__AIM OF THE EXERCISE__
The output should be every line below that includes the word "status".

__INFORMATION SUPPLIED__

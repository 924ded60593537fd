//! HTTP surface for the holiday cache.

pub mod encoding;
pub mod holidays;
pub mod middleware;
pub mod routes;
pub mod status;

pub use routes::*;
use std::process::Command;

/// Commit hash for `/api/status`: `GIT_COMMIT_SHA` when CI pins it, else `git rev-parse`.
fn commit_hash() -> String {
    if let Ok(sha) = std::env::var("GIT_COMMIT_SHA") {
        return sha;
    }

    Command::new("git")
        .args(["rev-parse", "HEAD"])
        .output()
        .ok()
        .filter(|output| output.status.success())
        .map(|output| String::from_utf8_lossy(&output.stdout).trim().to_string())
        .unwrap_or_else(|| "unknown".to_string())
}

fn main() {
    let hash = commit_hash();
    let short = match hash.get(..7) {
        Some(prefix) if hash != "unknown" => prefix.to_string(),
        _ => hash.clone(),
    };

    println!("cargo:rustc-env=GIT_COMMIT_HASH={hash}");
    println!("cargo:rustc-env=GIT_COMMIT_SHORT={short}");
    println!("cargo:rerun-if-env-changed=GIT_COMMIT_SHA");

    if std::path::Path::new(".git/HEAD").exists() {
        println!("cargo:rerun-if-changed=.git/HEAD");
        println!("cargo:rerun-if-changed=.git/refs/heads");
    }
}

__OUTPUT FOR THIS TASK__
pub mod status;
/// Commit hash for `/api/status`: `GIT_COMMIT_SHA` when CI pins it, else `git rev-parse`.
        .filter(|output| output.status.success())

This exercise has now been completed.